Him: “We’re nice to each other all the time. Do we have to make a thing of it?”

Me: “Well, I definitely don’t want to go out to dinner with all those other couples being gross and weird.”

Him: “Agreed.”

And that, ladies and gentlemen, is the extent of the boyfriend and I’s conversation about Valentine’s Day. I suspect there will be dinner at home and some binge watching of something on Netflix and if I’m very lucky and ask nice, he’ll make me popcorn. He makes the best popcorn. So, yeah, pretty much what it’s like almost every weekend.

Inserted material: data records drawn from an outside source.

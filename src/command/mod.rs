
use crate::error::PathError;

/// Whether the parameters of a command are absolute coordinates or offsets from the current point
#[derive(Debug, Clone, Copy, PartialEq, Eq, Hash)]
pub enum Position {
    Absolute,
    Relative,
}

/// Kind of a path command, independent of its absolute or relative variant
#[derive(Debug, Clone, Copy, PartialEq, Eq, Hash)]
pub enum CommandKind {
    Move,
    Line,
    HorizontalLine,
    VerticalLine,
    Cubic,
    SmoothCubic,
    Quadratic,
    SmoothQuadratic,
    Arc,
    Close,
}

/// Named slot of a parameter group
#[derive(Debug, Clone, Copy, PartialEq, Eq, Hash)]
pub enum Parameter {
    X,
    Y,
    RadiusX,
    RadiusY,
    Angle,
    LargeArcFlag,
    SweepFlag,
}

impl Parameter {
    /// Flags are single digits which do not need a separator
    pub fn is_flag(&self) -> bool {
        matches!(self, Parameter::LargeArcFlag | Parameter::SweepFlag)
    }
}

const POSITION: &[Parameter] = &[Parameter::X, Parameter::Y];
const HORIZONTAL: &[Parameter] = &[Parameter::X];
const VERTICAL: &[Parameter] = &[Parameter::Y];
const ARC: &[Parameter] = &[
    Parameter::RadiusX,
    Parameter::RadiusY,
    Parameter::Angle,
    Parameter::LargeArcFlag,
    Parameter::SweepFlag,
    Parameter::X,
    Parameter::Y,
];

impl CommandKind {
    /// Resolve a command letter, the letter case encoding the position
    pub fn from_letter(letter: char) -> Option<(Self, Position)> {
        let position = if letter.is_ascii_lowercase() {
            Position::Relative
        } else {
            Position::Absolute
        };
        let kind = match letter.to_ascii_lowercase() {
            'm' => CommandKind::Move,
            'l' => CommandKind::Line,
            'h' => CommandKind::HorizontalLine,
            'v' => CommandKind::VerticalLine,
            'c' => CommandKind::Cubic,
            's' => CommandKind::SmoothCubic,
            'q' => CommandKind::Quadratic,
            't' => CommandKind::SmoothQuadratic,
            'a' => CommandKind::Arc,
            'z' => CommandKind::Close,
            _ => return None,
        };
        Some((kind, position))
    }

    /// Command letter for the given position
    pub fn letter(&self, position: Position) -> char {
        let letter = match self {
            CommandKind::Move => 'm',
            CommandKind::Line => 'l',
            CommandKind::HorizontalLine => 'h',
            CommandKind::VerticalLine => 'v',
            CommandKind::Cubic => 'c',
            CommandKind::SmoothCubic => 's',
            CommandKind::Quadratic => 'q',
            CommandKind::SmoothQuadratic => 't',
            CommandKind::Arc => 'a',
            CommandKind::Close => 'z',
        };
        match position {
            Position::Absolute => letter.to_ascii_uppercase(),
            Position::Relative => letter,
        }
    }

    /// Parameters of a single group, in textual order
    pub fn parameters(&self) -> &'static [Parameter] {
        match self {
            CommandKind::Move
            | CommandKind::Line
            | CommandKind::Cubic
            | CommandKind::SmoothCubic
            | CommandKind::Quadratic
            | CommandKind::SmoothQuadratic => POSITION,
            CommandKind::HorizontalLine => HORIZONTAL,
            CommandKind::VerticalLine => VERTICAL,
            CommandKind::Arc => ARC,
            CommandKind::Close => &[],
        }
    }

    /// Number of groups drawing one segment
    pub fn groups_per_segment(&self) -> usize {
        match self {
            CommandKind::Cubic => 3,
            CommandKind::SmoothCubic | CommandKind::Quadratic => 2,
            _ => 1,
        }
    }

    /// Number of numeric parameters drawing one segment
    pub fn segment_arity(&self) -> usize {
        self.parameters().len() * self.groups_per_segment()
    }
}

/// One parameter tuple of a command, holding the raw decimal text of each parameter
#[derive(Debug, Clone, PartialEq, Eq)]
pub struct Group {
    kind: CommandKind,
    position: Position,
    values: Vec<String>,
}

impl Group {
    pub(crate) fn new(kind: CommandKind, position: Position, values: Vec<String>) -> Self {
        debug_assert_eq!(values.len(), kind.parameters().len());
        Self {
            kind,
            position,
            values,
        }
    }

    /// Raw text of a parameter, `None` if the command kind does not carry it
    pub fn get(&self, parameter: Parameter) -> Option<&str> {
        self.kind
            .parameters()
            .iter()
            .position(|p| *p == parameter)
            .map(|i| self.values[i].as_str())
    }

    pub fn values(&self) -> &[String] {
        &self.values
    }

    /// Numeric value of a parameter
    /// # Failures
    /// - if the command kind does not carry the parameter
    /// - if its text is not a decimal number
    pub fn value(&self, parameter: Parameter) -> Result<f64, PathError> {
        let command = self.kind.letter(self.position);
        let raw = self
            .get(parameter)
            .ok_or(PathError::MissingParameter { command, parameter })?;
        raw.parse::<f64>().map_err(|_| PathError::InvalidNumber {
            command,
            value: raw.to_string(),
        })
    }

    /// Numeric value of a flag parameter, any non-zero value being `true`
    pub fn flag(&self, parameter: Parameter) -> Result<bool, PathError> {
        self.value(parameter).map(|v| v != 0.)
    }
}

/// A parsed path command with its raw parameter groups
#[derive(Debug, Clone, PartialEq, Eq)]
pub struct Command {
    kind: CommandKind,
    position: Position,
    groups: Vec<Group>,
}

impl Command {
    pub fn new(kind: CommandKind, position: Position, groups: Vec<Group>) -> Self {
        Self {
            kind,
            position,
            groups,
        }
    }

    pub fn kind(&self) -> CommandKind {
        self.kind
    }

    pub fn position(&self) -> Position {
        self.position
    }

    pub fn is_relative(&self) -> bool {
        self.position == Position::Relative
    }

    pub fn letter(&self) -> char {
        self.kind.letter(self.position)
    }

    pub fn groups(&self) -> &[Group] {
        &self.groups
    }

    /// Iterate over the groups drawing each segment of the command
    pub fn segments(&self) -> impl Iterator<Item = &[Group]> {
        self.groups.chunks(self.kind.groups_per_segment())
    }
}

I’ve been trying to come up with some options for a dinner/dessert combo that says, “This day is maybe a little special but not like… a big deal in the grand scheme of things.” Dinner is still a little bit of a mystery, but dessert might be sorted.

It might be this Mini Apple Brulée Tart. I am a broke culinary student without a lot of funds for just playing around, so my experiments typically have to be limited to what I already have on hand. The ingredients in this tart can all be purchased for less than $10 total, assuming you have a few staples like cinnamon, honey (or agave) and sugar on hand.

I have apples. I have one sheet of puff pastry. I have cinnamon and a tiny sample sized jar of jam. I can work with that! I have just enough of everything to make two of these fun little tarts, and BONUS! I get to use the brulee torch I bought myself for Christmas.

Equipment:
baking sheet
fork
parchment paper
knife and cutting board
small bowl
small pot
spoon for stirring
measuring spoons
vegetable peeler
apple corer (if you’ve got it. if not, just cut the cores)
box grater or hand held zester/grater thing
1 sheet of paper towel
Brulée torch

Ingredients:
1 sheet of puff pastry
2 apples (The bag literally just said “Pommes/Apples” on the side, so I’m not sure what kind I used. McIntosh, Braeburns, or Fujis would work.)
2 tablespoons of any sort of jam that you think would taste good with apples
1 teaspoon honey
1/2 teaspoon cinnamon
1/4 teaspoon vanilla
1 tablespoon of lemon juice (maybe)
2 tablespoons of granulated sugar
2 teaspoons of powdered sugar

Preheat your oven to 425º.

Line your baking sheet with parchment paper.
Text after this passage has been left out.